The world's most indebted developer, China Evergrande Group, and its liabilities of more than $300 billion must be liquidated after the company failed to come up with a restructuring plan despite being told to do so years ago two years old seconds to Reuters. The liquidation could lead even more foreign investors to pull funds out of the Chinese market, sending shockwaves through the global economy as capital flees China's struggling financial system.

“It's time for the court to say enough is enough,” Linda Chan, the judge who handed down the decision, said on Monday, according to Reuters. Chan appointed global consultancy Alvarez & Marsal to run the liquidation to protect value from creditors as Evergrande chairman Hui Ka Yan is under investigation for alleged wrongdoing.

The liquidation could increase already high projections of foreign capital outflows to China by 2024, with the Institute of International Finance estimating that $65 billion in foreign cash will leave the country's economy during the year.
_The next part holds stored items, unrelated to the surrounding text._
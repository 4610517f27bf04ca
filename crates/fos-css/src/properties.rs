//! CSS Property Values
//!
//! Typed views over the computed property strings: lengths, the keyword
//! properties layout and visibility depend on, and shadow lists.

use crate::Color;

/// Length unit
#[derive(Debug, Clone, Copy, PartialEq, Eq)]
pub enum LengthUnit {
    Px,
    Em,
    Rem,
    Percent,
    Pt,
    Vw,
    Vh,
}

/// CSS length
#[derive(Debug, Clone, Copy, PartialEq)]
pub struct Length {
    pub value: f64,
    pub unit: LengthUnit,
}

/// Context needed to resolve relative lengths
#[derive(Debug, Clone, Copy, PartialEq)]
pub struct LengthContext {
    pub font_size: f64,
    pub root_font_size: f64,
    pub percent_base: f64,
    pub viewport_width: f64,
    pub viewport_height: f64,
}

impl Default for LengthContext {
    fn default() -> Self {
        Self {
            font_size: 16.0,
            root_font_size: 16.0,
            percent_base: 0.0,
            viewport_width: 1280.0,
            viewport_height: 1024.0,
        }
    }
}

impl Length {
    /// Pixel length
    pub fn px(value: f64) -> Self {
        Self {
            value,
            unit: LengthUnit::Px,
        }
    }

    /// Parse `12px`, `1.5em`, `50%`, `0`
    pub fn parse(input: &str) -> Option<Self> {
        let s = input.trim().to_ascii_lowercase();
        let (number, unit) = if let Some(n) = s.strip_suffix("rem") {
            (n, LengthUnit::Rem)
        } else if let Some(n) = s.strip_suffix("em") {
            (n, LengthUnit::Em)
        } else if let Some(n) = s.strip_suffix("px") {
            (n, LengthUnit::Px)
        } else if let Some(n) = s.strip_suffix("pt") {
            (n, LengthUnit::Pt)
        } else if let Some(n) = s.strip_suffix("vw") {
            (n, LengthUnit::Vw)
        } else if let Some(n) = s.strip_suffix("vh") {
            (n, LengthUnit::Vh)
        } else if let Some(n) = s.strip_suffix('%') {
            (n, LengthUnit::Percent)
        } else {
            // Unitless lengths are only valid for zero
            let value: f64 = s.parse().ok()?;
            return (value == 0.0).then(|| Self::px(0.0));
        };
        let value = number.trim().parse().ok()?;
        Some(Self { value, unit })
    }

    /// Resolve to pixels
    pub fn to_px(&self, cx: &LengthContext) -> f64 {
        match self.unit {
            LengthUnit::Px => self.value,
            LengthUnit::Em => self.value * cx.font_size,
            LengthUnit::Rem => self.value * cx.root_font_size,
            LengthUnit::Percent => self.value / 100.0 * cx.percent_base,
            LengthUnit::Pt => self.value * 4.0 / 3.0,
            LengthUnit::Vw => self.value / 100.0 * cx.viewport_width,
            LengthUnit::Vh => self.value / 100.0 * cx.viewport_height,
        }
    }
}

/// Display keyword
#[derive(Debug, Clone, Copy, PartialEq, Eq, Default)]
pub enum Display {
    None,
    #[default]
    Inline,
    Block,
    InlineBlock,
    Flex,
    InlineFlex,
    Grid,
    Contents,
    ListItem,
    Table,
    TableRow,
    TableCell,
}

impl Display {
    pub fn parse(value: &str) -> Self {
        match value.trim() {
            "none" => Self::None,
            "block" | "flow-root" => Self::Block,
            "inline-block" => Self::InlineBlock,
            "flex" => Self::Flex,
            "inline-flex" => Self::InlineFlex,
            "grid" => Self::Grid,
            "contents" => Self::Contents,
            "list-item" => Self::ListItem,
            "table" => Self::Table,
            "table-row" => Self::TableRow,
            "table-cell" => Self::TableCell,
            _ => Self::Inline,
        }
    }

    /// Participates in inline layout
    pub fn is_inline_level(self) -> bool {
        matches!(self, Self::Inline | Self::InlineBlock | Self::InlineFlex)
    }
}

/// Position keyword
#[derive(Debug, Clone, Copy, PartialEq, Eq, Default)]
pub enum Position {
    #[default]
    Static,
    Relative,
    Absolute,
    Fixed,
    Sticky,
}

impl Position {
    pub fn parse(value: &str) -> Self {
        match value.trim() {
            "relative" => Self::Relative,
            "absolute" => Self::Absolute,
            "fixed" => Self::Fixed,
            "sticky" => Self::Sticky,
            _ => Self::Static,
        }
    }
}

/// Overflow keyword
#[derive(Debug, Clone, Copy, PartialEq, Eq, Default)]
pub enum Overflow {
    #[default]
    Visible,
    Hidden,
    Clip,
    Scroll,
    Auto,
}

impl Overflow {
    pub fn parse(value: &str) -> Self {
        match value.trim() {
            "hidden" => Self::Hidden,
            "clip" => Self::Clip,
            "scroll" => Self::Scroll,
            "auto" | "overlay" => Self::Auto,
            _ => Self::Visible,
        }
    }

    /// User can scroll this axis
    pub fn is_scrollable(self) -> bool {
        matches!(self, Self::Scroll | Self::Auto)
    }
}

/// Visibility keyword
#[derive(Debug, Clone, Copy, PartialEq, Eq, Default)]
pub enum Visibility {
    #[default]
    Visible,
    Hidden,
    Collapse,
}

impl Visibility {
    pub fn parse(value: &str) -> Self {
        match value.trim() {
            "hidden" => Self::Hidden,
            "collapse" => Self::Collapse,
            _ => Self::Visible,
        }
    }
}

/// One entry of a `text-shadow` list
#[derive(Debug, Clone, PartialEq)]
pub struct TextShadow {
    pub offset_x: Length,
    pub offset_y: Length,
    pub blur: Length,
    /// `None` means currentcolor
    pub color: Option<Color>,
}

/// Split on top-level commas (commas inside functions are kept)
pub fn split_top_level(value: &str, separator: char) -> Vec<String> {
    let mut parts = Vec::new();
    let mut depth = 0;
    let mut current = String::new();
    for c in value.chars() {
        match c {
            '(' => depth += 1,
            ')' => depth -= 1,
            _ => {}
        }
        if c == separator && depth == 0 {
            parts.push(current.trim().to_string());
            current.clear();
        } else {
            current.push(c);
        }
    }
    if !current.trim().is_empty() {
        parts.push(current.trim().to_string());
    }
    parts
}

/// Tokens separated by top-level whitespace
pub fn split_tokens(value: &str) -> Vec<String> {
    let mut tokens = Vec::new();
    let mut depth = 0;
    let mut current = String::new();
    for c in value.chars() {
        match c {
            '(' => depth += 1,
            ')' => depth -= 1,
            _ => {}
        }
        if c.is_whitespace() && depth == 0 {
            if !current.is_empty() {
                tokens.push(std::mem::take(&mut current));
            }
        } else {
            current.push(c);
        }
    }
    if !current.is_empty() {
        tokens.push(current);
    }
    tokens
}

/// Parse a `text-shadow` value. Returns `None` on malformed input.
pub fn parse_text_shadows(value: &str) -> Option<Vec<TextShadow>> {
    let value = value.trim();
    if value.is_empty() || value.eq_ignore_ascii_case("none") {
        return Some(Vec::new());
    }
    split_top_level(value, ',')
        .iter()
        .map(|entry| {
            let mut lengths = Vec::new();
            let mut color = None;
            for token in split_tokens(entry) {
                if let Some(length) = Length::parse(&token) {
                    lengths.push(length);
                } else if token.eq_ignore_ascii_case("currentcolor") {
                    color = None;
                } else {
                    color = Some(Color::parse(&token).ok()?);
                }
            }
            if !(2..=3).contains(&lengths.len()) {
                return None;
            }
            Some(TextShadow {
                offset_x: lengths[0],
                offset_y: lengths[1],
                blur: lengths.get(2).copied().unwrap_or(Length::px(0.0)),
                color,
            })
        })
        .collect()
}

#[cfg(test)]
mod tests {
    use super::*;

    #[test]
    fn test_length_parse() {
        assert_eq!(Length::parse("12px"), Some(Length::px(12.0)));
        assert_eq!(
            Length::parse(".2em"),
            Some(Length {
                value: 0.2,
                unit: LengthUnit::Em
            })
        );
        assert_eq!(Length::parse("0"), Some(Length::px(0.0)));
        assert_eq!(Length::parse("12"), None);
        assert_eq!(Length::parse("auto"), None);
    }

    #[test]
    fn test_length_to_px() {
        let cx = LengthContext {
            font_size: 20.0,
            percent_base: 200.0,
            ..LengthContext::default()
        };
        assert_eq!(Length::parse("2em").unwrap().to_px(&cx), 40.0);
        assert_eq!(Length::parse("1rem").unwrap().to_px(&cx), 16.0);
        assert_eq!(Length::parse("50%").unwrap().to_px(&cx), 100.0);
        assert_eq!(Length::parse("12pt").unwrap().to_px(&cx), 16.0);
    }

    #[test]
    fn test_keywords() {
        assert_eq!(Display::parse("none"), Display::None);
        assert!(Display::parse("inline-block").is_inline_level());
        assert_eq!(Position::parse("fixed"), Position::Fixed);
        assert!(Overflow::parse("auto").is_scrollable());
        assert!(!Overflow::parse("hidden").is_scrollable());
        assert_eq!(Visibility::parse("collapse"), Visibility::Collapse);
    }

    #[test]
    fn test_text_shadow_list() {
        let shadows = parse_text_shadows("1px 1px 2px red, blue 0 0 1em, 0 0 0.2em green").unwrap();
        assert_eq!(shadows.len(), 3);
        assert_eq!(shadows[0].color, Some(Color::rgb(255.0, 0.0, 0.0)));
        assert_eq!(shadows[1].color, Some(Color::rgb(0.0, 0.0, 255.0)));
        assert_eq!(shadows[1].blur.unit, LengthUnit::Em);
        assert_eq!(shadows[2].color, Some(Color::rgb(0.0, 128.0, 0.0)));
        assert_eq!(parse_text_shadows("none"), Some(Vec::new()));
        assert_eq!(parse_text_shadows("1px red"), None);
    }

    #[test]
    fn test_split_top_level() {
        assert_eq!(
            split_top_level("rgb(1, 2, 3) 1px, red 2px", ','),
            vec!["rgb(1, 2, 3) 1px".to_string(), "red 2px".to_string()]
        );
        assert_eq!(split_tokens("rgb(1, 2, 3) 1px"), vec!["rgb(1, 2, 3)", "1px"]);
    }
}
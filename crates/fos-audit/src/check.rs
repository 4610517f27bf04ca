//! Checks
//!
//! A check evaluates one node and answers pass (`Some(true)`), fail
//! (`Some(false)`) or cannot tell (`None`), optionally with diagnostic data
//! and related nodes. Evaluators either answer at once or hand back a
//! future; deferred answers are bounded by the session's check timeout.

use crate::pack::CheckSpec;
use crate::registry::{After, Evaluate, Registry};
use crate::result::{CheckResult, NodeRef};
use crate::rule::RunScope;
use crate::{AuditError, Result};
use fos_vdom::{VNodeId, VirtualNode, VirtualTree};
use serde::de::DeserializeOwned;
use serde_json::{Map, Value};
use smol::future::{self, BoxedLocal};
use smol::Timer;
use std::fmt;
use std::future::Future;
use std::rc::Rc;

/// Check answer; `None` is "cannot tell"
pub type Outcome = Option<bool>;

/// What an evaluator returns
pub enum Evaluation {
    Done(Outcome),
    Deferred(BoxedLocal<anyhow::Result<Outcome>>),
}

impl Evaluation {
    pub fn incomplete() -> Self {
        Evaluation::Done(None)
    }

    pub fn deferred<F>(future: F) -> Self
    where
        F: Future<Output = anyhow::Result<Outcome>> + 'static,
    {
        Evaluation::Deferred(Box::pin(future))
    }
}

impl From<bool> for Evaluation {
    fn from(value: bool) -> Self {
        Evaluation::Done(Some(value))
    }
}

impl From<Outcome> for Evaluation {
    fn from(value: Outcome) -> Self {
        Evaluation::Done(value)
    }
}

impl fmt::Debug for Evaluation {
    fn fmt(&self, f: &mut fmt::Formatter<'_>) -> fmt::Result {
        match self {
            Evaluation::Done(outcome) => f.debug_tuple("Done").field(outcome).finish(),
            Evaluation::Deferred(_) => f.write_str("Deferred"),
        }
    }
}

/// Everything an evaluator may read or report
pub struct CheckContext<'a> {
    tree: &'a VirtualTree,
    node: VNodeId,
    options: &'a Value,
    initiator: bool,
    data: Value,
    related: Vec<VNodeId>,
}

impl<'a> CheckContext<'a> {
    pub fn new(tree: &'a VirtualTree, node: VNodeId, options: &'a Value) -> Self {
        Self {
            tree,
            node,
            options,
            initiator: true,
            data: Value::Null,
            related: Vec::new(),
        }
    }

    pub fn with_initiator(mut self, initiator: bool) -> Self {
        self.initiator = initiator;
        self
    }

    pub fn tree(&self) -> &'a VirtualTree {
        self.tree
    }

    pub fn node(&self) -> VNodeId {
        self.node
    }

    pub fn vnode(&self) -> &'a VirtualNode {
        &self.tree[self.node]
    }

    pub fn options(&self) -> &'a Value {
        self.options
    }

    /// Typed option, `None` when absent or of another shape
    pub fn option<T: DeserializeOwned>(&self, key: &str) -> Option<T> {
        self.options
            .get(key)
            .and_then(|value| serde_json::from_value(value.clone()).ok())
    }

    /// Whether the run started in this document
    pub fn initiator(&self) -> bool {
        self.initiator
    }

    pub fn data(&mut self, data: Value) {
        self.data = data;
    }

    pub fn related_nodes<I>(&mut self, nodes: I)
    where
        I: IntoIterator<Item = VNodeId>,
    {
        self.related.extend(nodes);
    }

    pub fn current_data(&self) -> &Value {
        &self.data
    }

    pub fn current_related(&self) -> &[VNodeId] {
        &self.related
    }
}

/// Overlay `patch` onto `base`: objects merge key by key, anything else replaces
pub(crate) fn merge_options(base: &Value, patch: Option<&Value>) -> Value {
    match (base, patch) {
        (_, None) | (_, Some(Value::Null)) => base.clone(),
        (Value::Object(base), Some(Value::Object(patch))) => {
            let mut merged: Map<String, Value> = base.clone();
            for (key, value) in patch {
                merged.insert(key.clone(), value.clone());
            }
            Value::Object(merged)
        }
        (_, Some(patch)) => patch.clone(),
    }
}

/// A check definition bound to its handlers
#[derive(Clone)]
pub(crate) struct Check {
    pub spec: CheckSpec,
    evaluate: Rc<dyn Evaluate>,
    after: Option<Rc<dyn After>>,
}

impl fmt::Debug for Check {
    fn fmt(&self, f: &mut fmt::Formatter<'_>) -> fmt::Result {
        f.debug_struct("Check")
            .field("id", &self.spec.id)
            .field("evaluate", &self.spec.evaluate)
            .field("after", &self.spec.after)
            .finish()
    }
}

impl Check {
    pub fn compile(spec: CheckSpec, registry: &Registry) -> Result<Self> {
        if spec.id.is_empty() {
            return Err(AuditError::Configuration("check without an id".to_string()));
        }
        let evaluate = registry.evaluator(&spec.evaluate).ok_or_else(|| {
            AuditError::Configuration(format!("check {} uses unknown evaluator {}", spec.id, spec.evaluate))
        })?;
        let after = match &spec.after {
            Some(id) => Some(registry.after(id).ok_or_else(|| {
                AuditError::Configuration(format!("check {} uses unknown after handler {}", spec.id, id))
            })?),
            None => None,
        };
        Ok(Self { spec, evaluate, after })
    }

    pub fn after(&self) -> Option<&Rc<dyn After>> {
        self.after.as_ref()
    }

    /// Options for one evaluation: check defaults, then the rule's, then the run's
    pub fn options(&self, rule: Option<&Value>, run: Option<&Value>) -> Value {
        merge_options(&merge_options(&self.spec.options, rule), run)
    }

    /// Evaluate the check on one node. Errors and timeouts become "cannot tell".
    pub async fn run(&self, scope: &RunScope<'_>, node: VNodeId, options: &Value) -> CheckResult {
        let mut cx = CheckContext::new(scope.tree, node, options).with_initiator(scope.initiator);
        let evaluation = self.evaluate.evaluate(&mut cx);

        let outcome = match evaluation {
            Ok(Evaluation::Done(outcome)) => Ok(outcome),
            Ok(Evaluation::Deferred(pending)) => {
                let limit = scope.check_timeout;
                let id = self.spec.id.clone();
                let deadline = async move {
                    Timer::after(limit).await;
                    Err(anyhow::Error::new(AuditError::Timeout {
                        what: format!("check {id}"),
                        after_ms: limit.as_millis() as u64,
                    }))
                };
                future::or(pending, deadline).await
            }
            Err(err) => Err(err),
        };

        let CheckContext { data, related, .. } = cx;
        let mut result = CheckResult::new(&self.spec.id, None);
        result.impact = self.spec.metadata.impact;
        result.related_nodes = related
            .into_iter()
            .filter(|id| scope.tree.get(*id).is_some())
            .map(|id| NodeRef::describe(scope.tree, id, scope.options.selectors, scope.options.ancestry))
            .collect();

        match outcome {
            Ok(outcome) => {
                result.result = outcome;
                result.data = data;
            }
            Err(err) => {
                let failure = AuditError::CheckEvaluation {
                    check: self.spec.id.clone(),
                    message: err.to_string(),
                };
                tracing::warn!("{}", failure);
                result.data = match data {
                    Value::Object(mut map) => {
                        map.insert("error".to_string(), Value::String(err.to_string()));
                        Value::Object(map)
                    }
                    _ => serde_json::json!({ "error": err.to_string() }),
                };
            }
        }
        result
    }
}

#[cfg(test)]
mod tests {
    use super::*;
    use crate::config::RunOptions;
    use crate::context::Context;
    use fos_vdom::SerialNode;
    use serde_json::json;
    use std::time::Duration;

    fn spec(evaluate: &str, options: Value) -> CheckSpec {
        serde_json::from_value(json!({ "id": "sample", "evaluate": evaluate, "options": options })).unwrap()
    }

    fn run_on(check: &Check, tree: &VirtualTree, timeout: Duration) -> CheckResult {
        let context = Context::whole(tree);
        let options = RunOptions::default();
        let scope = RunScope {
            tree,
            context: &context,
            options: &options,
            initiator: true,
            check_timeout: timeout,
        };
        let opts = check.options(None, None);
        smol::block_on(check.run(&scope, tree.root().unwrap(), &opts))
    }

    fn registry() -> Registry {
        let mut registry = Registry::new();
        registry
            .add_evaluate("echo-min", |cx| {
                let min: u64 = cx.option("min").unwrap_or(0);
                cx.data(json!({ "min": min }));
                Ok(Evaluation::from(min > 1))
            })
            .add_evaluate("broken", |cx| {
                cx.data(json!({ "partial": true }));
                Err(anyhow::anyhow!("no such property"))
            })
            .add_evaluate("slow", |_cx| {
                Ok(Evaluation::deferred(async {
                    Timer::after(Duration::from_secs(5)).await;
                    Ok(Some(true))
                }))
            })
            .add_evaluate("later", |cx| {
                cx.related_nodes([cx.node()]);
                Ok(Evaluation::deferred(async { Ok(Some(false)) }))
            });
        registry
    }

    fn tree() -> VirtualTree {
        VirtualTree::from_serial(&SerialNode::element("div").with_attr("id", "d")).unwrap()
    }

    #[test]
    fn test_merge_options() {
        let base = json!({ "a": 1, "b": 2 });
        assert_eq!(merge_options(&base, Some(&json!({ "b": 3 }))), json!({ "a": 1, "b": 3 }));
        assert_eq!(merge_options(&base, None), base);
        assert_eq!(merge_options(&base, Some(&json!(["x"]))), json!(["x"]));
    }

    #[test]
    fn test_options_layering() {
        let check = Check::compile(spec("echo-min", json!({ "min": 1, "keep": true })), &registry()).unwrap();
        let merged = check.options(Some(&json!({ "min": 2 })), Some(&json!({ "min": 3 })));
        assert_eq!(merged, json!({ "min": 3, "keep": true }));
    }

    #[test]
    fn test_sync_evaluation() {
        let check = Check::compile(spec("echo-min", json!({ "min": 2 })), &registry()).unwrap();
        let result = run_on(&check, &tree(), Duration::from_secs(1));
        assert_eq!(result.result, Some(true));
        assert_eq!(result.data, json!({ "min": 2 }));
    }

    #[test]
    fn test_error_becomes_incomplete() {
        let check = Check::compile(spec("broken", Value::Null), &registry()).unwrap();
        let result = run_on(&check, &tree(), Duration::from_secs(1));
        assert_eq!(result.result, None);
        assert_eq!(result.data["error"], json!("no such property"));
        assert_eq!(result.data["partial"], json!(true));
    }

    #[test]
    fn test_deferred_evaluation() {
        let check = Check::compile(spec("later", Value::Null), &registry()).unwrap();
        let result = run_on(&check, &tree(), Duration::from_secs(1));
        assert_eq!(result.result, Some(false));
        assert_eq!(result.related_nodes.len(), 1);
        assert_eq!(result.related_nodes[0].html, r#"<div id="d"></div>"#);
    }

    #[test]
    fn test_deferred_timeout() {
        let check = Check::compile(spec("slow", Value::Null), &registry()).unwrap();
        let result = run_on(&check, &tree(), Duration::from_millis(20));
        assert_eq!(result.result, None);
        assert!(result.data["error"].as_str().unwrap().contains("timed out"));
    }

    #[test]
    fn test_unknown_evaluator() {
        assert!(matches!(
            Check::compile(spec("nope", Value::Null), &registry()),
            Err(AuditError::Configuration(_))
        ));
    }
}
The projected losses are far greater than the already huge outflow recorded in 2023, with $31 billion leaving the country.

The collapse of Evergrande comes in the middle of a wider Chinese housing crisis that began in the wake of the COVID-19 pandemic, with companies responsible for around 40% of the country's households defaulting on their debt by 2021. The country also saw a large increase of real estate adjudications in 2023, reaching a record. of 796,000, 36.7% more year-on-year.

The debt-ridden real estate sector was once a boon for China's emerging economy, but has since become a to drag on growth, with the country unable to resume the rates seen before the COVID-19 pandemic. China's economy grew at a pace of 5.2% in 2023, below expectations, while pre-pandemic growth rates were above 6%, with factors such as urban disposable income and confidence of consumers who also performed poorly.